Acôme jeta son poing dans la figure de son fils. Celui-ci encaissa le coup, stoïque, puis ses lèvres s'étirèrent dans un long sourire de provocation. Le Roi, furieux serra les poings jusqu'à ce que ses jointures blanchissent.

- Ça suffit ! hurla la Reine, avant qu'un nouveau coup ne parte.

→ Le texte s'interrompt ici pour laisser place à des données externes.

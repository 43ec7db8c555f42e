//! Auction entity.

use chrono::{DateTime, SubsecRound, Utc};
use serde::{Deserialize, Serialize};

use super::AuctionId;
use crate::ports::{Clock, IdGenerator};

/// Auction lifecycle status.
///
/// State transitions:
/// - Active -> Completed
///
/// There is no way back to Active.
#[derive(Debug, Clone, Copy, PartialEq, Eq, Hash, Serialize, Deserialize)]
#[serde(rename_all = "snake_case")]
pub enum AuctionStatus {
    /// Accepting bids.
    Active,

    /// Closed, either by expiry or by another writer.
    Completed,
}

#[derive(Debug, Clone, Copy, PartialEq, Eq, Hash, Serialize, Deserialize)]
#[serde(rename_all = "snake_case")]
pub enum ProductCondition {
    New,
    Used,
    Refurbished,
}

/// An item for sale with a lifecycle status and a creation time.
///
/// `id` and `created_at` are fixed at construction; everything except
/// `status` is payload the expiration core never looks at.
#[derive(Debug, Clone, PartialEq, Eq)]
pub struct Auction {
    id: AuctionId,
    pub product_name: String,
    pub category: String,
    pub description: String,
    pub condition: ProductCondition,
    status: AuctionStatus,
    created_at: DateTime<Utc>,
}

impl Auction {
    /// Create a fresh, Active auction stamped with the clock's current time,
    /// truncated to whole seconds.
    pub fn new(
        ids: &dyn IdGenerator,
        clock: &dyn Clock,
        product_name: impl Into<String>,
        category: impl Into<String>,
        description: impl Into<String>,
        condition: ProductCondition,
    ) -> Self {
        Self {
            id: ids.generate_auction_id(),
            product_name: product_name.into(),
            category: category.into(),
            description: description.into(),
            condition,
            status: AuctionStatus::Active,
            // rows keep whole seconds
            created_at: clock.now().trunc_subsecs(0),
        }
    }

    /// Rebuild an auction from stored parts.
    pub fn from_parts(
        id: AuctionId,
        product_name: String,
        category: String,
        description: String,
        condition: ProductCondition,
        status: AuctionStatus,
        created_at: DateTime<Utc>,
    ) -> Self {
        Self {
            id,
            product_name,
            category,
            description,
            condition,
            status,
            created_at,
        }
    }

    pub fn id(&self) -> AuctionId {
        self.id
    }

    pub fn status(&self) -> AuctionStatus {
        self.status
    }

    pub fn created_at(&self) -> DateTime<Utc> {
        self.created_at
    }
}
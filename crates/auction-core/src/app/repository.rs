//! AuctionRepository - store handle + expiry loop
//!
//! Constructing a repository starts its expiry loop; the loop shares the
//! store handle with the foreground create / lookup calls but never their
//! locks.

use std::sync::Arc;
use std::time::Duration;

use tracing::error;

use super::config::bounded;
use super::{CycleReport, ExpirationSweeper, ExpiryConfig, ExpiryLoop};
use crate::domain::{Auction, AuctionError, AuctionId};
use crate::ports::{AuctionDocument, AuctionFilter, AuctionStore, Clock, ConfigSource};

pub struct AuctionRepository {
    store: Arc<dyn AuctionStore>,
    sweeper: Arc<ExpirationSweeper>,
    expiry: ExpiryLoop,
    store_timeout: Duration,
}

impl AuctionRepository {
    /// Build the repository and spawn its expiry loop.
    ///
    /// Must be called from inside a tokio runtime.
    pub fn new(
        store: Arc<dyn AuctionStore>,
        clock: Arc<dyn Clock>,
        config_source: Arc<dyn ConfigSource>,
        config: ExpiryConfig,
    ) -> Self {
        let sweeper = Arc::new(ExpirationSweeper::new(
            Arc::clone(&store),
            clock,
            config_source,
            &config,
        ));
        let expiry = ExpiryLoop::spawn(Arc::clone(&sweeper), config.check_interval);

        Self {
            store,
            sweeper,
            expiry,
            store_timeout: config.store_timeout,
        }
    }

    pub async fn create_auction(&self, auction: &Auction) -> Result<(), AuctionError> {
        let doc = AuctionDocument::from(auction);
        if let Err(e) = bounded(self.store_timeout, self.store.insert(doc)).await {
            error!(auction_id = %auction.id(), error = %e, "Error trying to insert auction");
            return Err(AuctionError::internal("Error trying to insert auction"));
        }
        Ok(())
    }

    pub async fn get_auction_by_id(&self, id: AuctionId) -> Result<Auction, AuctionError> {
        let found = bounded(self.store_timeout, self.store.find_one(&AuctionFilter::by_id(id)))
            .await
            .and_then(|row| row.map(Auction::try_from).transpose());

        match found {
            Ok(Some(auction)) => Ok(auction),
            Ok(None) => Err(AuctionError::not_found("Auction not found")),
            Err(e) => {
                error!(auction_id = %id, error = %e, "Error finding auction");
                Err(AuctionError::internal("Error finding auction"))
            }
        }
    }

    /// Run one expiration cycle now, serialized with the background loop.
    pub async fn run_expiration_cycle(&self) -> CycleReport {
        self.sweeper.run_cycle().await
    }

    /// Stop the expiry loop after its in-flight cycle.
    pub async fn shutdown(self) {
        self.expiry.shutdown_and_join().await;
    }
}
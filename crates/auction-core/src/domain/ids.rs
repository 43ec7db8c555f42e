//! Domain identifiers (strongly-typed IDs).
//!
//! Auctions are keyed by a ULID. The store sees the bare ULID string,
//! `Display` adds the `auction-` prefix for logs.

use serde::{Deserialize, Serialize};
use std::fmt;
use std::str::FromStr;
use ulid::Ulid;

/// Identifier of an Auction.
///
/// Immutable once assigned; `Copy` because it is only 16 bytes.
#[repr(transparent)]
#[derive(Debug, Clone, Copy, PartialEq, Eq, Hash, PartialOrd, Ord, Serialize, Deserialize)]
pub struct AuctionId(Ulid);

impl AuctionId {
    pub const PREFIX: &'static str = "auction-";

    pub fn from_ulid(ulid: Ulid) -> Self {
        Self(ulid)
    }

    pub fn as_ulid(&self) -> Ulid {
        self.0
    }

    /// Key used by the store (`_id` column). No prefix.
    pub fn to_store_key(&self) -> String {
        self.0.to_string()
    }
}

impl From<Ulid> for AuctionId {
    fn from(ulid: Ulid) -> Self {
        Self::from_ulid(ulid)
    }
}

impl fmt::Display for AuctionId {
    fn fmt(&self, f: &mut fmt::Formatter<'_>) -> fmt::Result {
        write!(f, "{}{}", Self::PREFIX, self.0)
    }
}

/// Accepts both the store key and the prefixed display form.
impl FromStr for AuctionId {
    type Err = ulid::DecodeError;

    fn from_str(s: &str) -> Result<Self, Self::Err> {
        let raw = s.strip_prefix(Self::PREFIX).unwrap_or(s);
        Ulid::from_string(raw).map(Self)
    }
}
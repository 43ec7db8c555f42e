//! IdGenerator port - ID 生成の抽象化
//!
//! # 実装
//! - **UlidGenerator**: ULID ベース（本番用）

use crate::domain::AuctionId;
use crate::ports::Clock;
use ulid::Ulid;

/// IdGenerator は store に渡す前の Auction ID を生成
///
/// # Thread Safety
/// - `Send + Sync` を要求（foreground の複数タスクから使える）
pub trait IdGenerator: Send + Sync {
    fn generate_auction_id(&self) -> AuctionId;
}

/// UlidGenerator は ULID ベースの ID 生成器
///
/// Clock を使って現在時刻ベースの ULID を生成します。
/// FixedClock を渡せば timestamp 部分が決定的になります。
pub struct UlidGenerator<C> {
    clock: C,
}

impl<C: Clock> UlidGenerator<C> {
    pub fn new(clock: C) -> Self {
        Self { clock }
    }
}

impl<C: Clock> IdGenerator for UlidGenerator<C> {
    fn generate_auction_id(&self) -> AuctionId {
        let timestamp_ms = self.clock.now().timestamp_millis() as u64;
        let ulid = Ulid::from_parts(timestamp_ms, rand::random());
        AuctionId::from(ulid)
    }
}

Les deux hommes tressaillirent. Eliam se départit de son sourire, tandis que le Roi faisait volte-face, prenant le chemin du château d'un pas furieux. Le jeune prince sauta alors sur la monture d'un Pallassine et quitta la cour. Garance regarda la silhouette d'Eliam galoper vers la ville. Il disparu au détour du poste de garde. Un silence de plomb régnait dans la cour ensanglantée. Toutes les personnes présentes semblaient avoir été assommées.

En entendant les bruits du combat, Garance avait couru jusque là découvrant avec stupéfaction la scène. Eliam semblait habité d'une fureur sans nom. En quelques minutes, il maîtrisa les trois Pallassines dans un chaos de sang, de chair et de métal. Il se déplaçait tel un fauve, un prédateur, il semblait plus animal qu'humain. Elle sut alors que la fureur d'Eliam était l'écho de son propre désespoir. Le bonheur qu'ils s'étaient accordés se soldait par son équivalence de douleur. Garance baissa ses yeux embués de larmes et se força à avancer pour ne pas s'effondrer à même le sol.

Eliam ne revint pas au château le soir même, ni les jours qui suivirent. Tout le monde mit sa fureur sur le compte de sa culpabilité envers les blessures de son frère. Mais déjà la légende était en marche. Tout Saillans murmurait le courage du Prince face aux redoutés Pallassines, qui n'étaient plus au nombre de trois, mais de dix, voire de vingt, selon le bon plaisir du conteur de l'histoire.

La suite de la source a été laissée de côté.